Michel Godard & Le Miroir Du Temps - A Serptent's Dream (2015)
BAND/ARTIST: Michel Godard, Le Miroir Du Temps
- Title: A Serpent's Dream
- Year Of Release: 2015
- Label: Intuition
- Genre: Contemporary Jazz, Fusion
- Quality: FLAC (tracks)
- Total Time: 49 min
- Total Size: 255 MB
- WebSite: Album Preview
An incredible instrument! Its name is based on the Latin "serpens" and
means "serpent". It looks accordingly. Long, winding and bright green with a flickering head, six finger holes, a mouthpiece made of ivory and a resonating chamber in the case of Michel Godard's instrument. Its origins date back to the middle of the Renaissance. According to tradition, the serpent was invented by Canon Guillaume in Auxerre in 1590. In the mindset of the 16th century, the sound of the zink resembled the human voice in a special way.
Godard, who has earned the reputation as one of Europe's most important musicians in the border area between jazz, improvisation, folk and classical music since the late 1980s thanks to a number of exceptional releases, has included the serpent repeatedly in his concerts and on his CDs for quite some time. Now, the French exceptional artist has devoted an album exclusively to the "serpent" for the first time to emphasize its magical, mysterious and ultimately very human facets. This was a labor of love for the 54-year-old. He moves on a timeline between past and present with the serpent. In the process, he tells stories that can shine in different colors and change direction at any time. The instrument actually resembles a large snake as a result. The sounds unfold in wondrous twists and turns like dreams in the mirror of time.

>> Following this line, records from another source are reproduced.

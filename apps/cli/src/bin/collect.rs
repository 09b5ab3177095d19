use std::process::ExitCode;

use resume_tailor::collect::run_collect;
use resume_tailor::config::Config;
use resume_tailor::errors::AppError;
use resume_tailor::store::ProfileStore;
use resume_tailor::{console, finish, init_tracing};

fn main() -> ExitCode {
    let config = match Config::from_env() {
        Ok(config) => config,
        Err(e) => return finish::<()>(Err(AppError::Config(e))),
    };
    init_tracing(&config.rust_log);

    let store = ProfileStore::new(&config.data_file);
    finish(run_collect(&mut console::stdio(), &store))
}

Michel Godard brings together renowned musicians in his ensemble "Le miroir du temps", who want to break out of customary conventions exactly as he does. "Together they manage to raise awareness of the timeliness of old music age and resonate something of the variety of sound of earlier epochs in contemporary music at the same time," Bert Noglik wrote in the liner notes for "A Serpent’s Dream". Katharina Bäuml is one of the leading Baroque oboists today and also specializes in playing the medieval shawm with her own ensemble "Capella de la Torre", the tone quality of which combines with Michel Godard's serpent in a fascinating way. The theorbo player Bruno Helstroffer also has a lot of experience in historical performance practice, but also experiments with newer ways of playing, which he develops in different contexts. Lucas Niggli, one of the most versatile European drummers in jazz as well as improvised music, knows how to create rhythmically complex and sound-sensitive contexts. Michel Godard also uses the bass guitar; a harmonious extra totally in the spirit of flexibility of Renaissance musicians and the liberties that they took.

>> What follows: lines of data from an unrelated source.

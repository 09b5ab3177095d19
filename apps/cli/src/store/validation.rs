//! Profile schema checks shared by the store (load/save) and the
//! data-collection form (per-field, on entry).

use std::collections::HashSet;

use chrono::NaiveDate;

use crate::errors::AppError;
use crate::models::{JobExperience, Profile, PRESENT};

/// Checks a `YYYY-MM` month string. Returns the reason on failure.
pub fn check_month(value: &str) -> Result<(), String> {
    let well_formed = value.len() == 7
        && value.as_bytes()[4] == b'-'
        && value
            .bytes()
            .enumerate()
            .all(|(i, b)| i == 4 || b.is_ascii_digit());
    if !well_formed {
        return Err(format!("'{value}' is not in YYYY-MM form"));
    }
    NaiveDate::parse_from_str(&format!("{value}-01"), "%Y-%m-%d")
        .map(|_| ())
        .map_err(|_| format!("'{value}' is not a real month"))
}

/// Checks an end date: a `YYYY-MM` month or the `Present` sentinel.
pub fn check_end_date(value: &str) -> Result<(), String> {
    if value == PRESENT {
        return Ok(());
    }
    check_month(value).map_err(|reason| format!("{reason} (or '{PRESENT}')"))
}

/// Start must come strictly before a dated end. Both are `YYYY-MM`, so
/// lexical order is chronological order.
pub fn check_date_order(start: &str, end: &str) -> Result<(), String> {
    if end == PRESENT || start < end {
        Ok(())
    } else {
        Err(format!("start date {start} must be before end date {end}"))
    }
}

/// Maps any casing of "present" to the sentinel; other input is trimmed.
pub fn normalize_end_date(input: &str) -> String {
    let trimmed = input.trim();
    if trimmed.eq_ignore_ascii_case(PRESENT) {
        PRESENT.to_string()
    } else {
        trimmed.to_string()
    }
}

/// Validates a whole profile. The first violation is reported, naming the field.
pub fn validate_profile(profile: &Profile) -> Result<(), AppError> {
    let info = &profile.personal_info;
    for (field, value) in [
        ("name", &info.name),
        ("email", &info.email),
        ("phone", &info.phone),
        ("location", &info.location),
    ] {
        require_non_empty(&format!("personal_info.{field}"), value)?;
    }

    let mut seen_ids = HashSet::new();
    for job in &profile.job_experience {
        if !seen_ids.insert(job.id) {
            return Err(AppError::Validation(format!(
                "job_experience: duplicate id {}",
                job.id
            )));
        }
        validate_job(job)?;
    }

    for (i, edu) in profile.education.iter().enumerate() {
        require_non_empty(&format!("education[{i}].degree"), &edu.degree)?;
        require_non_empty(&format!("education[{i}].institution"), &edu.institution)?;
    }

    Ok(())
}

fn validate_job(job: &JobExperience) -> Result<(), AppError> {
    let field = |name: &str| format!("job_experience[id={}].{name}", job.id);

    require_non_empty(&field("title"), &job.title)?;
    require_non_empty(&field("company"), &job.company)?;

    check_month(&job.start_date)
        .map_err(|reason| AppError::Validation(format!("{}: {reason}", field("start_date"))))?;
    check_end_date(&job.end_date)
        .map_err(|reason| AppError::Validation(format!("{}: {reason}", field("end_date"))))?;
    check_date_order(&job.start_date, &job.end_date)
        .map_err(|reason| AppError::Validation(format!("{}: {reason}", field("end_date"))))?;

    Ok(())
}

fn require_non_empty(field: &str, value: &str) -> Result<(), AppError> {
    if value.trim().is_empty() {
        Err(AppError::Validation(format!("{field} is required")))
    } else {
        Ok(())
    }
}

For Bert Noglik, it "is the joy of the flow of the melodies seeped in beauty and melancholy," which link the members of the ensemble. They deal with traditions and original compositions as with standards of the jazz: varying, embellishing them freely and improvising. A melody passed down through centuries can just as much be included as Charlie Haden's sentimentally touching composition "Our Spanish Love Song", for which Michel Godard additionally invited the young jazz trumpet player Airelle Besson to give it extra brilliance.
The recordings for "A Serpent's Dream" were made during the festival in Villefranche-de-Rouergue, where the ensemble performed in the Chapelle des Pénitents noirs built in the mid-17th century. The magic of the place seems to flow into the music, as so often is the case in the concerts and productions of Michel Godard. For "Miserere", Godard used an historic manuscript preserved in the Chapel, and he plays the imaginatively decorated original serpent preserved over the centuries of the Chapelle des Pénitents noirs on two tracks ("Old Black Snake Blues" and "Le sommeil").

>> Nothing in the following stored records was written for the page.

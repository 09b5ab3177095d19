//! Resume Renderer: turns a `TailoredResume` plus the profile's personal
//! info, education and certifications into one Word document, and writes it
//! under the output directory without replacing earlier documents.
//!
//! `layout` decides what goes on the page; `DocxRenderer` decides how it looks.

use std::io::{Cursor, ErrorKind};
use std::path::{Path, PathBuf};

use chrono::Local;
use docx_rs::{AlignmentType, Docx, PageMargin, Paragraph, Run};
use tempfile::NamedTempFile;
use tracing::{debug, info};

use crate::errors::AppError;
use crate::models::{Profile, TailoredResume};
use crate::store::write_fully;

/// Highest `_N` suffix tried before giving up on a free file name.
const MAX_SUFFIX: u32 = 1000;

/// 0.5 inch, in twentieths of a point.
const MARGIN_TWIPS: i32 = 720;

pub trait ResumeRenderer {
    /// File extension of the produced document, without the dot.
    fn extension(&self) -> &'static str;

    fn render(&self, resume: &TailoredResume, profile: &Profile) -> Result<Vec<u8>, AppError>;
}

// ────────────────────────────────────────────────────────────────────────────
// Layout
// ────────────────────────────────────────────────────────────────────────────

/// One line of the document, in reading order.
#[derive(Debug, Clone, PartialEq, Eq)]
pub enum Block {
    Name(String),
    Contact(String),
    Links(String),
    Heading(&'static str),
    Body(String),
    /// `title | company`
    Role(String),
    /// `start - end`
    Dates(String),
    Bullet(String),
    Education { entry: String, year: Option<String> },
    Gap,
}

/// Orders the document's content. Empty sections are left out.
pub fn layout(resume: &TailoredResume, profile: &Profile) -> Vec<Block> {
    let info = &profile.personal_info;
    let mut blocks = vec![
        Block::Name(info.name.clone()),
        Block::Contact(format!("{} | {} | {}", info.email, info.phone, info.location)),
    ];
    let links: Vec<&str> = info.links().collect();
    if !links.is_empty() {
        blocks.push(Block::Links(links.join(" | ")));
    }
    blocks.push(Block::Gap);

    if !resume.about_me().is_empty() {
        blocks.push(Block::Heading("PROFESSIONAL SUMMARY"));
        blocks.push(Block::Body(resume.about_me().to_string()));
    }

    if !resume.selected_experiences().is_empty() {
        blocks.push(Block::Heading("PROFESSIONAL EXPERIENCE"));
        for job in resume.selected_experiences() {
            blocks.push(Block::Role(format!("{} | {}", job.title, job.company)));
            blocks.push(Block::Dates(format!("{} - {}", job.start_date, job.end_date)));
            blocks.extend(job.duties.iter().cloned().map(Block::Bullet));
            blocks.push(Block::Gap);
        }
    }

    if !profile.education.is_empty() {
        blocks.push(Block::Heading("EDUCATION"));
        for edu in &profile.education {
            let year = edu.year.trim();
            blocks.push(Block::Education {
                entry: format!("{} - {}", edu.degree, edu.institution),
                year: (!year.is_empty()).then(|| year.to_string()),
            });
        }
        blocks.push(Block::Gap);
    }

    if !resume.tailored_skills().is_empty() {
        blocks.push(Block::Heading("SKILLS"));
        blocks.push(Block::Body(resume.tailored_skills().join(" • ")));
    }

    if !profile.certifications.is_empty() {
        blocks.push(Block::Heading("CERTIFICATIONS"));
        blocks.extend(profile.certifications.iter().cloned().map(Block::Bullet));
    }

    blocks
}

// ────────────────────────────────────────────────────────────────────────────
// Word document
// ────────────────────────────────────────────────────────────────────────────

/// `.docx` with narrow margins, a centered bold name and bold section headings.
#[derive(Debug, Clone, Copy, Default)]
pub struct DocxRenderer;

impl DocxRenderer {
    fn paragraph(block: &Block) -> Paragraph {
        // Run sizes are in half-points.
        match block {
            Block::Name(name) => Paragraph::new()
                .add_run(Run::new().add_text(name).size(40).bold())
                .align(AlignmentType::Center),
            Block::Contact(text) => Paragraph::new()
                .add_run(Run::new().add_text(text).size(20))
                .align(AlignmentType::Center),
            Block::Links(text) => Paragraph::new()
                .add_run(Run::new().add_text(text).size(18).color("0000FF"))
                .align(AlignmentType::Center),
            Block::Heading(title) => {
                Paragraph::new().add_run(Run::new().add_text(*title).size(24).bold())
            }
            Block::Body(text) => Paragraph::new().add_run(Run::new().add_text(text).size(20)),
            Block::Role(text) => {
                Paragraph::new().add_run(Run::new().add_text(text).size(22).bold())
            }
            Block::Dates(text) => {
                Paragraph::new().add_run(Run::new().add_text(text).size(20).italic())
            }
            Block::Bullet(text) => {
                Paragraph::new().add_run(Run::new().add_text(format!("• {text}")).size(20))
            }
            Block::Education { entry, year } => {
                let mut paragraph =
                    Paragraph::new().add_run(Run::new().add_text(entry).size(20).bold());
                if let Some(year) = year {
                    paragraph = paragraph.add_run(Run::new().add_text(format!(" ({year})")).size(20));
                }
                paragraph
            }
            Block::Gap => Paragraph::new(),
        }
    }
}

impl ResumeRenderer for DocxRenderer {
    fn extension(&self) -> &'static str {
        "docx"
    }

    fn render(&self, resume: &TailoredResume, profile: &Profile) -> Result<Vec<u8>, AppError> {
        let docx = layout(resume, profile).iter().fold(
            Docx::new().page_margin(
                PageMargin::new()
                    .top(MARGIN_TWIPS)
                    .bottom(MARGIN_TWIPS)
                    .left(MARGIN_TWIPS)
                    .right(MARGIN_TWIPS),
            ),
            |docx, block| docx.add_paragraph(Self::paragraph(block)),
        );

        let mut bytes = Cursor::new(Vec::new());
        docx.build()
            .pack(&mut bytes)
            .map_err(|e| AppError::Render(format!("could not build the Word document: {e}")))?;
        Ok(bytes.into_inner())
    }
}

// ────────────────────────────────────────────────────────────────────────────
// Output files
// ────────────────────────────────────────────────────────────────────────────

/// `resume_YYYYMMDD_HHMMSS` in local time.
pub fn default_base_name() -> String {
    format!("resume_{}", Local::now().format("%Y%m%d_%H%M%S"))
}

/// Reduces a user-supplied name to a safe file stem. Spaces become
/// underscores; anything outside `[A-Za-z0-9_-]` is dropped, as is a
/// trailing `.docx` or `.txt`. Returns `None` when nothing usable is left.
pub fn sanitize_base_name(input: &str) -> Option<String> {
    let trimmed = input.trim();
    let stem = match trimmed.rsplit_once('.') {
        Some((stem, ext)) if ["docx", "txt"].iter().any(|e| ext.eq_ignore_ascii_case(e)) => stem,
        _ => trimmed,
    };
    let cleaned: String = stem
        .chars()
        .filter_map(|c| match c {
            ' ' => Some('_'),
            c if c.is_ascii_alphanumeric() || c == '_' || c == '-' => Some(c),
            _ => None,
        })
        .collect();
    let cleaned = cleaned.trim_matches(['_', '-']).to_string();
    (!cleaned.is_empty()).then_some(cleaned)
}

/// Writes `contents` to `<dir>/<base>.<extension>`, or `<base>_2`, `<base>_3`
/// and so on when that name is taken. Returns the path written.
pub fn write_document(
    dir: &Path,
    base: &str,
    extension: &str,
    contents: &[u8],
) -> Result<PathBuf, AppError> {
    std::fs::create_dir_all(dir).map_err(|e| AppError::io(dir, e))?;

    let mut temp = NamedTempFile::new_in(dir).map_err(|e| AppError::io(dir, e))?;
    write_fully(&mut temp, contents).map_err(|e| AppError::io(temp.path(), e))?;

    for n in 1..=MAX_SUFFIX {
        let name = if n == 1 {
            format!("{base}.{extension}")
        } else {
            format!("{base}_{n}.{extension}")
        };
        let target = dir.join(name);
        match temp.persist_noclobber(&target) {
            Ok(_) => {
                info!("Wrote resume to {}", target.display());
                return Ok(target);
            }
            Err(e) if e.error.kind() == ErrorKind::AlreadyExists => {
                debug!("{} exists, trying the next name", target.display());
                temp = e.file;
            }
            Err(e) => return Err(AppError::io(target, e.error)),
        }
    }

    Err(AppError::io(
        dir.join(format!("{base}.{extension}")),
        std::io::Error::new(
            ErrorKind::AlreadyExists,
            format!("no free file name after {MAX_SUFFIX} attempts"),
        ),
    ))
}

Visions are created not only for Bert Noglik, which are transformed as they pass by: the cheerful sinners and the black penitents, the troubled brooders and the exuberant dancers – spearheaded by Michel Godard with a snake whose temptations it would be foolish to resist.
Tracklist:
1.01 - Michel Godard & Le Miroir Du Temps - Serpent's Dream (4:11)
1.02 - Michel Godard & Le Miroir Du Temps - Days of Weeping Delights (7:34)
1.03 - Michel Godard & Le Miroir Du Temps - In Splendoribus (0:54)
1.04 - Michel Godard & Le Miroir Du Temps - Le miroir du temps (5:10)
1.05 - Michel Godard & Le Miroir Du Temps - Miserere (2:50)
1.06 - Michel Godard & Le Miroir Du Temps - L'ecole de la procrastination (3:59)
1.07 - Michel Godard & Le Miroir Du Temps - Le gardien des rêves (2:45)
1.08 - Michel Godard & Le Miroir Du Temps - Old Black Snake Blues (1:53)
1.09 - Michel Godard & Le Miroir Du Temps - Our Spanish Love Song (5:40)
1.10 - Michel Godard & Le Miroir Du Temps - Les portes du 7e ciel (3:09)
1.11 - Michel Godard & Le Miroir Du Temps - A la folie (2:15)
1.12 - Michel Godard & Le Miroir Du Temps - A Trace of Grace (6:19)
1.13 - Michel Godard & Le Miroir Du Temps - Le sommeil (2:48)
means "serpent". It looks accordingly. Long, winding and bright green with a flickering head, six finger holes, a mouthpiece made of ivory and a resonating chamber in the case of Michel Godard's instrument. Its origins date back to the middle of the Renaissance. According to tradition, the serpent was invented by Canon Guillaume in Auxerre in 1590. In the mindset of the 16th century, the sound of the zink resembled the human voice in a special way.
Godard, who has earned the reputation as one of Europe's most important musicians in the border area between jazz, improvisation, folk and classical music since the late 1980s thanks to a number of exceptional releases, has included the serpent repeatedly in his concerts and on his CDs for quite some time. Now, the French exceptional artist has devoted an album exclusively to the "serpent" for the first time to emphasize its magical, mysterious and ultimately very human facets. This was a labor of love for the 54-year-old. He moves on a timeline between past and present with the serpent. In the process, he tells stories that can shine in different colors and change direction at any time. The instrument actually resembles a large snake as a result. The sounds unfold in wondrous twists and turns like dreams in the mirror of time.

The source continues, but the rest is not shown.